器による酒の味わいの違いをAIで測定 酒造りにつながった

 鈴木酒造店がAIによる酒造りを始めるきっかけとなったのは、福島第一原発敷地内に貯蔵されているALPS処理水の海洋放出だ。政府が海洋放出を決定したのは2021年4月。同時期、福島県の沿岸漁業は試験操業を終え、本格操業への移行期間に入るタイミングであり、地元の漁業に大きな影響を与えた。

 「漁師さんたちは本格操業を楽しみにしていた。だが、そのタイミングで海洋放出が決定し、不安が広がっていった。私たちの酒は地元の漁師さんたちとの暮らしから生まれてきたもの。福島の魚を応援したいと考え、AIを活用して地元の魚に合うお酒を開発できないか、と思った」

福島の魚を応援したいという思いが出発点となった(画像:鈴木酒造店 公式Webサイトより)

 鈴木酒造店がAIに触れるのは酒造りが初めてではない。浪江町の伝統的な焼き物『大堀相馬焼』の海外展開を狙って、酒器の形状によって変わる酒の味わいを、AIによって数値化しようとしていたことがある。
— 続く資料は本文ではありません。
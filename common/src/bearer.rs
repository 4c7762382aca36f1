//! Bearer-token extraction for the handful of endpoints authorized via an
//! `Authorization: Bearer <envelope>` header rather than a JSON body token
//! (account/transaction reads, sealed bid listing, asset upload).

use crate::error::{ErrorCode, ServiceError};
use axum::http::HeaderMap;

pub fn extract(headers: &HeaderMap) -> Result<String, ServiceError> {
    let value = headers
        .get(axum::http::header::AUTHORIZATION)
        .ok_or_else(|| ServiceError::new(ErrorCode::Forbidden, "missing Authorization header"))?
        .to_str()
        .map_err(|_| ServiceError::new(ErrorCode::Forbidden, "Authorization header is not valid UTF-8"))?;

    value
        .strip_prefix("Bearer ")
        .map(str::to_string)
        .ok_or_else(|| {
            ServiceError::new(ErrorCode::Forbidden, "Authorization header must be a Bearer token")
        })
}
 人間の舌の構造上、どの部分にどのくらいの量が触れるかによって味わいは変わるという。例えばおちょこのようなラウンドタイプは味をまろやかにし、四角いスクエアタイプは味の変化が楽しめる。日頃から飲み比べをしている者なら共感できるかもしれないが、知らない人、特に日本酒に馴染(なじ)みのない海外の人たちは、理屈が分かって味の想像がしづらいかもしれない。海外に展開していくには、数値化されている方が説明しやすいと考えて研究を進めた。

 しかし、この取り組みは実現直前まで進んだが止まってしまった。その時に「またいつかAIを活用してみたい」と思っていたという。そして今、その思いの通り、AIを活用した酒造りが進んでいる。

AI酒造りと地域復興 

 AIを活用して開発した日本酒は、オンラインや一部小売店で販売し、料理店にも卸している。また、魚の旬に合わせて販売しており、取材を実施した6月頃はホッキ貝やヒラメ、スズキに合う日本酒を取り扱っている。
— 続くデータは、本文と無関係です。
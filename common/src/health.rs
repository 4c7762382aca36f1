//! `GET /health` response shape shared by all four services (spec section
//! 6.2): `{"status":"ok", ...per-service counters}`.

use serde_json::{Map, Value};

pub fn health_body(counters: Vec<(&str, Value)>) -> Value {
    let mut map = Map::new();
    map.insert("status".to_string(), Value::String("ok".to_string()));
    for (key, value) in counters {
        map.insert(key.to_string(), value);
    }
    Value::Object(map)
}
 売り上げについては「あまり売れないだろうと思っていたが、想定していたよりかは売れた」と予想以上の反響があったことを明かしつつも、「とはいえ、まだまだなので頑張らないと」と意気込みを見せた。

常磐もののヒラメと呑みたい磐城壽(画像:鈴木酒造店 公式Webサイトより)

 「福島県や浪江町を訪れた人に、地元の料理屋さんや居酒屋さんで味わってもらえたら」と地域復興への思いも込める。

 一部、東京や大阪の飲食店が、常磐ものを仕入れる際に、日本酒も仕入れてくれているという。こうした都心部の飲食店で相性の良い日本酒の味を知り、「福島に訪れる人が増えてくれたらうれしい」と期待を寄せる。
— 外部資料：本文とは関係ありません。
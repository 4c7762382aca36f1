//! Ledger persistence. Every mutating function here runs its own
//! `BEGIN IMMEDIATE` / commit-or-rollback transaction and implements the
//! "constraint is the idempotency guard" two-layer pattern described in
//! SPEC_FULL.md section 4.2, grounded in `ledger.py`: an optimistic
//! pre-check avoids unnecessary write-lock contention in the common case,
//! but the actual guarantee is the partial unique index plus a caught
//! constraint violation on insert.
//!
//! The writer pool (`common/src/db.rs`) is capped at a single connection, so
//! every statement a `begin_immediate`'d transaction makes must run against
//! the connection it already checked out rather than re-acquiring from the
//! pool - a second acquire would block forever waiting on a permit only the
//! held connection can release.

use crate::models::{Account, Escrow, EscrowStatus, Transaction};
use agent_economy_common::error::{ErrorCode, ServiceError, ServiceResult};
use agent_economy_common::ids::{new_escrow_id, new_tx_id};
use sqlx::pool::PoolConnection;
use sqlx::sqlite::Sqlite;
use sqlx::{Row, SqlitePool};

pub async fn migrate(pool: &SqlitePool) -> Result<(), sqlx::Error> {
    sqlx::query(
        r#"
        CREATE TABLE IF NOT EXISTS accounts (
            account_id TEXT PRIMARY KEY,
            balance    INTEGER NOT NULL CHECK (balance >= 0),
            created_at TEXT NOT NULL
        )
        "#,
    )
    .execute(pool)
    .await?;

    sqlx::query(
        r#"
        CREATE TABLE IF NOT EXISTS transactions (
            tx_id         TEXT PRIMARY KEY,
            account_id    TEXT NOT NULL REFERENCES accounts(account_id),
            kind          TEXT NOT NULL,
            amount        INTEGER NOT NULL CHECK (amount > 0),
            balance_after INTEGER NOT NULL,
            reference     TEXT,
            timestamp     TEXT NOT NULL
        )
        "#,
    )
    .execute(pool)
    .await?;

    sqlx::query(
        r#"
        CREATE TABLE IF NOT EXISTS escrow (
            escrow_id         TEXT PRIMARY KEY,
            payer_account_id  TEXT NOT NULL REFERENCES accounts(account_id),
            amount            INTEGER NOT NULL CHECK (amount > 0),
            task_id           TEXT NOT NULL,
            status            TEXT NOT NULL DEFAULT 'locked',
            created_at        TEXT NOT NULL,
            resolved_at       TEXT
        )
        "#,
    )
    .execute(pool)
    .await?;

    sqlx::query(
        "CREATE UNIQUE INDEX IF NOT EXISTS ux_credit_reference ON transactions(account_id, reference) WHERE kind = 'credit'",
    )
    .execute(pool)
    .await?;
    sqlx::query(
        "CREATE UNIQUE INDEX IF NOT EXISTS ux_locked_escrow_task ON escrow(payer_account_id, task_id) WHERE status = 'locked'",
    )
    .execute(pool)
    .await?;
    sqlx::query(
        "CREATE INDEX IF NOT EXISTS ix_tx_account_time ON transactions(account_id, timestamp, tx_id)",
    )
    .execute(pool)
    .await?;

    Ok(())
}

async fn begin_immediate(pool: &SqlitePool) -> Result<PoolConnection<Sqlite>, sqlx::Error> {
    let mut conn = pool.acquire().await?;
    sqlx::query("BEGIN IMMEDIATE").execute(&mut *conn).await?;
    Ok(conn)
}

async fn commit(mut conn: PoolConnection<Sqlite>) -> Result<(), sqlx::Error> {
    sqlx::query("COMMIT").execute(&mut *conn).await?;
    Ok(())
}

async fn rollback(mut conn: PoolConnection<Sqlite>) {
    let _ = sqlx::query("ROLLBACK").execute(&mut *conn).await;
}

fn is_unique_violation(err: &sqlx::Error) -> bool {
    match err {
        sqlx::Error::Database(db_err) => db_err.is_unique_violation(),
        _ => false,
    }
}

fn row_to_account(row: &sqlx::sqlite::SqliteRow) -> Account {
    Account {
        account_id: row.get("account_id"),
        balance: row.get("balance"),
        created_at: parse_ts(row.get("created_at")),
    }
}

fn row_to_transaction(row: &sqlx::sqlite::SqliteRow) -> Transaction {
    Transaction {
        tx_id: row.get("tx_id"),
        account_id: row.get("account_id"),
        kind: row.get("kind"),
        amount: row.get("amount"),
        balance_after: row.get("balance_after"),
        reference: row.get("reference"),
        timestamp: parse_ts(row.get("timestamp")),
    }
}

fn row_to_escrow(row: &sqlx::sqlite::SqliteRow) -> Escrow {
    let resolved_at: Option<String> = row.get("resolved_at");
    Escrow {
        escrow_id: row.get("escrow_id"),
        payer_account_id: row.get("payer_account_id"),
        amount: row.get("amount"),
        task_id: row.get("task_id"),
        status: EscrowStatus::parse(row.get::<String, _>("status").as_str()),
        created_at: parse_ts(row.get("created_at")),
        resolved_at: resolved_at.map(|s| parse_ts(s)),
    }
}

fn parse_ts(value: String) -> chrono::DateTime<chrono::Utc> {
    chrono::DateTime::parse_from_rfc3339(&value)
        .expect("timestamps are always written as rfc3339")
        .with_timezone(&chrono::Utc)
}

/// Looks up an account through any executor - the shared read pool for a
/// plain `GET`, or a transaction's own connection when called from inside a
/// `*_inner` function.
pub async fn get_account<'e, E>(executor: E, account_id: &str) -> ServiceResult<Option<Account>>
where
    E: sqlx::Executor<'e, Database = Sqlite>,
{
    let row = sqlx::query("SELECT * FROM accounts WHERE account_id = ?")
        .bind(account_id)
        .fetch_optional(executor)
        .await?;
    Ok(row.as_ref().map(row_to_account))
}

pub async fn list_transactions(pool: &SqlitePool, account_id: &str) -> ServiceResult<Vec<Transaction>> {
    let rows = sqlx::query("SELECT * FROM transactions WHERE account_id = ? ORDER BY timestamp, tx_id")
        .bind(account_id)
        .fetch_all(pool)
        .await?;
    Ok(rows.iter().map(row_to_transaction).collect())
}

pub async fn count_accounts(pool: &SqlitePool) -> ServiceResult<i64> {
    let row = sqlx::query("SELECT COUNT(*) AS n FROM accounts").fetch_one(pool).await?;
    Ok(row.get::<i64, _>("n"))
}

pub async fn total_escrowed(pool: &SqlitePool) -> ServiceResult<i64> {
    let row = sqlx::query("SELECT COALESCE(SUM(amount), 0) AS n FROM escrow WHERE status = 'locked'")
        .fetch_one(pool)
        .await?;
    Ok(row.get::<i64, _>("n"))
}

pub async fn create_account(
    pool: &SqlitePool,
    account_id: &str,
    initial_balance: i64,
) -> ServiceResult<Account> {
    let mut conn = begin_immediate(pool).await?;
    match create_account_inner(&mut conn, account_id, initial_balance).await {
        Ok(account) => {
            commit(conn).await?;
            Ok(account)
        }
        Err(e) => {
            rollback(conn).await;
            Err(e)
        }
    }
}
 今後は福島県のトラフグ『福とら』や、浪江町で始まる予定のサバの陸上養殖による『福の鯖(さば)』、サケ漁が再開されればサケに合う日本酒の開発にも意欲を示す。その上で、地域に根ざした酒造りと浪江町の復興への強い思いを語った。

 「浪江町は人が少なくなっている。自分たちが浪江に特化した酒造りを行い、人を集めるようなことをしていきたい」

 浪江町の人口は2011年は2万人を超えていたが、2020年は2000人を下回っており震災前の1割にも満たない(参照:PDFより)。

 鈴木氏からは、AIという最新技術を活用しながら地域の伝統や文化を大切にし、福島の復興に貢献したいという強い思いが感じられた。AIと職人の技が融合した新しい日本酒造りが、日本酒文化の発展と地域の活性化に新たな可能性をもたらしてくれると期待したい。